> **MATERIAL FOR THE TASK**
//! Quest Chronicles - Terminal Turn-Based RPG Library
//!
//! This module exposes the game logic for testing and external use.

pub mod character;
pub mod character_manager;
pub mod combat;
pub mod core;
pub mod error;
pub mod items;
pub mod quests;
pub mod ui;
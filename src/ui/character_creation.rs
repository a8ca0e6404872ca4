use crate::character::Class;
use crate::character_manager::validate_name;
use ratatui::{
    layout::{Alignment, Constraint, Direction, Layout, Rect},
    style::{Color, Modifier, Style},
    text::{Line, Span},
    widgets::{Block, Borders, Paragraph},
    Frame,
};

pub struct CharacterCreationScreen {
    pub name_input: String,
    pub class_index: usize,
    pub validation_error: Option<String>,
}

impl CharacterCreationScreen {
    pub fn new() -> Self {
        Self {
            name_input: String::new(),
            class_index: 0,
            validation_error: None,
        }
    }

    pub fn draw(&self, f: &mut Frame, area: Rect) {
        let outer = Block::default()
            .borders(Borders::ALL)
            .title(" New Character ")
            .title_alignment(Alignment::Center)
            .border_style(Style::default().fg(Color::Cyan));
        let inner = outer.inner(area);
        f.render_widget(outer, area);

        let chunks = Layout::default()
            .direction(Direction::Vertical)
            .margin(1)
            .constraints([
                Constraint::Length(3), // Name field
                Constraint::Length(1), // Feedback line
                Constraint::Length(1), // Spacer
                Constraint::Length(8), // Class panel
                Constraint::Min(0),    // Filler
                Constraint::Length(1), // Controls
            ])
            .split(inner);

        self.draw_name_field(f, chunks[0]);
        self.draw_feedback(f, chunks[1]);
        self.draw_class_panel(f, chunks[3]);

        let controls = Paragraph::new("[←/→] Class    [Enter] Create    [Esc] Back")
            .alignment(Alignment::Center)
            .style(Style::default().fg(Color::Gray));
        f.render_widget(controls, chunks[5]);
    }

    fn draw_name_field(&self, f: &mut Frame, area: Rect) {
        // The border goes red while the typed name breaks a rule.
        let border_color = if self.validation_error.is_some() {
            Color::Red
        } else {
            Color::White
        };

        let name_line = Line::from(vec![
            Span::raw(self.name_input.clone()),
            Span::styled("█", Style::default().fg(Color::DarkGray)),
        ]);
        let field = Paragraph::new(name_line).block(
            Block::default()
                .borders(Borders::ALL)
                .title("Name")
                .border_style(Style::default().fg(border_color)),
        );
        f.render_widget(field, area);
    }

    fn draw_feedback(&self, f: &mut Frame, area: Rect) {
        let feedback = match &self.validation_error {
            Some(error) => Span::styled(error.clone(), Style::default().fg(Color::Red)),
            None => Span::styled(
                "Up to 16 letters, digits, spaces, hyphens, or underscores.",
                Style::default().fg(Color::DarkGray),
            ),
        };
        f.render_widget(Paragraph::new(Line::from(feedback)), area);
    }

    fn draw_class_panel(&self, f: &mut Frame, area: Rect) {
        let block = Block::default().borders(Borders::ALL).title("Class");
        let inner = block.inner(area);
        f.render_widget(block, area);

        let mut lines = Vec::new();
        for (i, class) in Class::ALL.iter().enumerate() {
            let is_selected = i == self.class_index;
            let marker = if is_selected { "▶" } else { " " };
            let (health, strength, magic) = class.base_stats();

            let text = format!(
                "{} {:<8} HP {:>3}   STR {:>2}   MAG {:>2}",
                marker,
                class.name(),
                health,
                strength,
                magic
            );
            let style = if is_selected {
                Style::default()
                    .fg(Color::Yellow)
                    .add_modifier(Modifier::BOLD)
            } else {
                Style::default().fg(Color::White)
            };
            lines.push(Line::from(Span::styled(text, style)));
        }

        lines.push(Line::from(""));
        lines.push(Line::from(format!(
            "Special ability: {}",
            self.selected_class().ability_name()
        )));

        f.render_widget(Paragraph::new(lines), inner);
    }

    pub fn handle_char_input(&mut self, c: char) {
        self.name_input.push(c);
        self.validate();
    }

    pub fn handle_backspace(&mut self) {
        self.name_input.pop();
        self.validate();
    }

    pub fn next_class(&mut self) {
        self.class_index = (self.class_index + 1) % Class::ALL.len();
    }

    pub fn prev_class(&mut self) {
        self.class_index = (self.class_index + Class::ALL.len() - 1) % Class::ALL.len();
    }

    pub fn selected_class(&self) -> Class {
        Class::ALL[self.class_index]
    }

    pub fn validate(&mut self) {
        // An empty field shows the rules hint, not an error.
        self.validation_error = if self.name_input.trim().is_empty() {
            None
        } else {
            validate_name(&self.name_input).err()
        };
    }

    pub fn is_valid(&self) -> bool {
        self.validation_error.is_none() && !self.name_input.trim().is_empty()
    }

    pub fn get_name(&self) -> String {
        self.name_input.trim().to_string()
    }
}

#[cfg(test)]
mod tests {
    use super::*;

    #[test]
    fn test_class_cycling_wraps() {
        let mut screen = CharacterCreationScreen::new();
        assert_eq!(screen.selected_class(), Class::Warrior);
        screen.prev_class();
        assert_eq!(screen.selected_class(), Class::Cleric);
        for _ in 0..4 {
            screen.next_class();
        }
        assert_eq!(screen.selected_class(), Class::Cleric);
    }

    #[test]
    fn test_name_editing() {
        let mut screen = CharacterCreationScreen::new();
        for c in "Hero".chars() {
            screen.handle_char_input(c);
        }
        assert!(screen.is_valid());
        assert_eq!(screen.get_name(), "Hero");

        screen.handle_backspace();
        assert_eq!(screen.get_name(), "Her");
    }

    #[test]
    fn test_invalid_name_flagged() {
        let mut screen = CharacterCreationScreen::new();
        screen.handle_char_input('!');
        assert!(!screen.is_valid());
        assert!(screen.validation_error.is_some());
    }

    #[test]
    fn test_empty_name_is_not_an_error() {
        let mut screen = CharacterCreationScreen::new();
        screen.handle_char_input('a');
        screen.handle_backspace();
        assert!(screen.validation_error.is_none());
        assert!(!screen.is_valid());
    }
}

> **DIRECTIONS FOR THIS TASK**
A complete, exact transcription of the data above is required.

> **SOLUTION FOR THIS TASK**
//! Quest Chronicles - Terminal Turn-Based RPG Library
//!
//! This module exposes the game logic for testing and external use.

pub mod character;
pub mod character_manager;
pub mod combat;
pub mod core;
pub mod error;
pub mod items;
pub mod quests;
pub mod ui;
filename src/ui/character_creation.rs
repository a8ca0e6404872ca4
use crate::character::Class;
use crate::character_manager::validate_name;
use ratatui::{
    layout::{Alignment, Constraint, Direction, Layout, Rect},
    style::{Color, Modifier, Style},
    text::{Line, Span},
    widgets::{Block, Borders, Paragraph},
    Frame,
};

pub struct CharacterCreationScreen {
    pub name_input: String,
    pub class_index: usize,
    pub validation_error: Option<String>,
}

impl CharacterCreationScreen {
    pub fn new() -> Self {
        Self {
            name_input: String::new(),
            class_index: 0,
            validation_error: None,
        }
    }

    pub fn draw(&self, f: &mut Frame, area: Rect) {
        let outer = Block::default()
            .borders(Borders::ALL)
            .title(" New Character ")
            .title_alignment(Alignment::Center)
            .border_style(Style::default().fg(Color::Cyan));
        let inner = outer.inner(area);
        f.render_widget(outer, area);

        let chunks = Layout::default()
            .direction(Direction::Vertical)
            .margin(1)
            .constraints([
                Constraint::Length(3), // Name field
                Constraint::Length(1), // Feedback line
                Constraint::Length(1), // Spacer
                Constraint::Length(8), // Class panel
                Constraint::Min(0),    // Filler
                Constraint::Length(1), // Controls
            ])
            .split(inner);

        self.draw_name_field(f, chunks[0]);
        self.draw_feedback(f, chunks[1]);
        self.draw_class_panel(f, chunks[3]);

        let controls = Paragraph::new("[←/→] Class    [Enter] Create    [Esc] Back")
            .alignment(Alignment::Center)
            .style(Style::default().fg(Color::Gray));
        f.render_widget(controls, chunks[5]);
    }

    fn draw_name_field(&self, f: &mut Frame, area: Rect) {
        // The border goes red while the typed name breaks a rule.
        let border_color = if self.validation_error.is_some() {
            Color::Red
        } else {
            Color::White
        };

        let name_line = Line::from(vec![
            Span::raw(self.name_input.clone()),
            Span::styled("█", Style::default().fg(Color::DarkGray)),
        ]);
        let field = Paragraph::new(name_line).block(
            Block::default()
                .borders(Borders::ALL)
                .title("Name")
                .border_style(Style::default().fg(border_color)),
        );
        f.render_widget(field, area);
    }

    fn draw_feedback(&self, f: &mut Frame, area: Rect) {
        let feedback = match &self.validation_error {
            Some(error) => Span::styled(error.clone(), Style::default().fg(Color::Red)),
            None => Span::styled(
                "Up to 16 letters, digits, spaces, hyphens, or underscores.",
                Style::default().fg(Color::DarkGray),
            ),
        };
        f.render_widget(Paragraph::new(Line::from(feedback)), area);
    }

    fn draw_class_panel(&self, f: &mut Frame, area: Rect) {
        let block = Block::default().borders(Borders::ALL).title("Class");
        let inner = block.inner(area);
        f.render_widget(block, area);

        let mut lines = Vec::new();
        for (i, class) in Class::ALL.iter().enumerate() {
            let is_selected = i == self.class_index;
            let marker = if is_selected { "▶" } else { " " };
            let (health, strength, magic) = class.base_stats();

            let text = format!(
                "{} {:<8} HP {:>3}   STR {:>2}   MAG {:>2}",
                marker,
                class.name(),
                health,
                strength,
                magic
            );
            let style = if is_selected {
                Style::default()
                    .fg(Color::Yellow)
                    .add_modifier(Modifier::BOLD)
            } else {
                Style::default().fg(Color::White)
            };
            lines.push(Line::from(Span::styled(text, style)));
        }

        lines.push(Line::from(""));
        lines.push(Line::from(format!(
            "Special ability: {}",
            self.selected_class().ability_name()
        )));

        f.render_widget(Paragraph::new(lines), inner);
    }

    pub fn handle_char_input(&mut self, c: char) {
        self.name_input.push(c);
        self.validate();
    }

    pub fn handle_backspace(&mut self) {
        self.name_input.pop();
        self.validate();
    }

    pub fn next_class(&mut self) {
        self.class_index = (self.class_index + 1) % Class::ALL.len();
    }

    pub fn prev_class(&mut self) {
        self.class_index = (self.class_index + Class::ALL.len() - 1) % Class::ALL.len();
    }

    pub fn selected_class(&self) -> Class {
        Class::ALL[self.class_index]
    }

    pub fn validate(&mut self) {
        // An empty field shows the rules hint, not an error.
        self.validation_error = if self.name_input.trim().is_empty() {
            None
        } else {
            validate_name(&self.name_input).err()
        };
    }

    pub fn is_valid(&self) -> bool {
        self.validation_error.is_none() && !self.name_input.trim().is_empty()
    }

    pub fn get_name(&self) -> String {
        self.name_input.trim().to_string()
    }
}

#[cfg(test)]
mod tests {
    use super::*;

    #[test]
    fn test_class_cycling_wraps() {
        let mut screen = CharacterCreationScreen::new();
        assert_eq!(screen.selected_class(), Class::Warrior);
        screen.prev_class();
        assert_eq!(screen.selected_class(), Class::Cleric);
        for _ in 0..4 {
            screen.next_class();
        }
        assert_eq!(screen.selected_class(), Class::Cleric);
    }

    #[test]
    fn test_name_editing() {
        let mut screen = CharacterCreationScreen::new();
        for c in "Hero".chars() {
            screen.handle_char_input(c);
        }
        assert!(screen.is_valid());
        assert_eq!(screen.get_name(), "Hero");

        screen.handle_backspace();
        assert_eq!(screen.get_name(), "Her");
    }

    #[test]
    fn test_invalid_name_flagged() {
        let mut screen = CharacterCreationScreen::new();
        screen.handle_char_input('!');
        assert!(!screen.is_valid());
        assert!(screen.validation_error.is_some());
    }

    #[test]
    fn test_empty_name_is_not_an_error() {
        let mut screen = CharacterCreationScreen::new();
        screen.handle_char_input('a');
        screen.handle_backspace();
        assert!(screen.validation_error.is_none());
        assert!(!screen.is_valid());
    }
}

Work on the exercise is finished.